Cas grabbed the phone right back, taking it from Dean’s hand. “Dean’s channeling his sexual frustration into cooking,” he said. “And we can pay you in unlimited hand tossed pizza.”

“Hey!” Dean spat. “Don’t voluntell me!”

Covering the mouthpiece with his hand, Cas leaned forward, squinting in confusion. “You’ll give up sex forever for me but you won’t make my best friend some fucking pizza?”

“Your ‘best friend’ stabbed me,” Dean deadpanned, with literal finger quotes.

“I can still hear you,” Meg said, sounding deeply unamused. A little embarrassed, Cas took his hand off the phone. “Fuck it. Fine,” she concluded. “I’ll see you Saturday.”

And with that, and not another word, she hung up the phone. Cas wondered, idly, if the pizza had really been the tipping point, or if they’d just kind of annoyed her into cooperation. He had his bets on the latter.

Meg arrived bright and early on Saturday morning with three milk crates of books in her car. Dean helped her carry them in, and she laid them out in an organized mess on the kitchen table as she made her first of several complex custom pizza orders.

Cas knew the rules, understood how to use them and how best to get what he needed from Buer’s power when he’d had it, but Meg was good at the homebrew. She designed and crafted spells and potions and tricks like it was all simple mathematics to her. Cas could have learned how to cast a new spell, or perform a ritual, on his own if it was in the books, or if he’d seen an elder do it before, but if he was going to bend the rules, to get away with breaking them, he needed Meg.

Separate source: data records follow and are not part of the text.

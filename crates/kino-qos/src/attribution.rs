//! Exit attribution
//!
//! Collects indications during a session and, when the session ends, picks the
//! single most likely reason playback stopped. Rules are an ordered list; the
//! first rule that returns a cause wins, so the same signals always give the
//! same cause.

use crate::classify::ErrorRecord;
use crate::player::PlayerSnapshot;
use crate::types::{
    buffered_ahead, has_buffered, AttributionThresholds, PauseSource, ReadyState, Stage, StartupStep, SubStage,
};
use serde::{Deserialize, Serialize};
use std::collections::VecDeque;
use tracing::{debug, info};

/// Maximum retained indications
pub const MAX_INDICATIONS: usize = 3;

/// Exit causes and indication kinds
#[derive(Debug, Clone, Copy, PartialEq, Eq, Hash, Serialize, Deserialize)]
#[serde(rename_all = "SCREAMING_SNAKE_CASE")]
pub enum ExitCauseType {
    // Init crashes
    DrmCrash,
    SetupCrash,
    ManifestError,
    // Ad startup without buffer, by elapsed time
    AdNoBuffer,
    AdBlackScreenNotice,
    AdLoadLong,
    // Ad startup without buffer, by last ad step
    AdSrcUnset,
    AdFreezeAfterSrcSet,
    AdFreezeAfterFirstFrame,
    AdFreezeAfterPlay,
    CdnJitter,
    PlayerStateMismatch,
    PlayInterrupt,
    VideoFreeze,
    VideoFreezeAfterAd,
    BufferNudgeFailed,
    VideoElementFreeze,
    AdStall,
    AdInterrupt,
    // Ad / after-ad matrix
    AdBuffering,
    AdUserPause,
    AdBackgroundPause,
    AdPlayerPause,
    AdFreezeNoData,
    AdLeave,
    AfterAdBuffering,
    AfterAdUserPause,
    AfterAdBackgroundPause,
    AfterAdPlayerPause,
    AfterAdFreezeNoData,
    AfterAdLeave,
    FeedbackSubmitted,
    // No buffer during content startup
    QuickLeave,
    LongLoad,
    NoBuffer,
    AutostartQuickLeave,
    AutostartNoBuffer,
    // Buffered out while streaming
    NearEnd,
    BufferCleared,
    StreamComplete,
    PlayerError,
    QuickLeaveInStream,
    Unknown,
}

impl ExitCauseType {
    /// Indications that explain a crash during initialization
    pub fn is_init_crash(&self) -> bool {
        matches!(
            self,
            ExitCauseType::DrmCrash | ExitCauseType::SetupCrash | ExitCauseType::ManifestError
        )
    }
}

/// Timestamped hint collected during the session
#[derive(Debug, Clone, PartialEq, Serialize, Deserialize)]
pub struct Indication {
    pub cause_type: ExitCauseType,
    pub error: Option<ErrorRecord>,
    pub message: Option<String>,
    pub timestamp: i64,
}

/// Final diagnosis of a session
#[derive(Debug, Clone, PartialEq, Serialize, Deserialize)]
pub struct ExitCause {
    pub cause_type: ExitCauseType,
    pub sub_cause: Option<ExitCauseType>,
    pub error: Option<ErrorRecord>,
    pub message: Option<String>,
}

impl ExitCause {
    pub fn new(cause_type: ExitCauseType) -> Self {
        Self {
            cause_type,
            sub_cause: None,
            error: None,
            message: None,
        }
    }

    pub fn with_sub_cause(mut self, sub_cause: ExitCauseType) -> Self {
        self.sub_cause = Some(sub_cause);
        self
    }

    fn from_indication(indication: &Indication) -> Self {
        Self {
            cause_type: indication.cause_type,
            sub_cause: None,
            error: indication.error.clone(),
            message: indication.message.clone(),
        }
    }
}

The house became a library overnight. Cas and Meg’s combined research and resources were dragged out from her car, from his basement, and scattered across the house. Meg led the charge, but Cas set himself up as a talented research assistant - if Meg knew what she was looking for, Cas could find it. And being able to sit in one place let him work for a couple hours at a time before he ran out of energy and needed to go rest.

Dean helped, too, when he wasn’t at work. Not with the research, but with snacks, and tea, and extracting lost pages of notes from under the sofa. If Meg was the professor, and Castiel the research assistant, Dean was the unpaid intern who went on the coffee runs. 

To Cas’ surprise, Dean had no shame in that, either. “Hey, it’s a thankless job, but somebody’s gotta do it,” he had said, dropping off a bowl of guacamole that would definitely be dripped across the pages of a 17th century volume of occult literature within the next sixty seconds.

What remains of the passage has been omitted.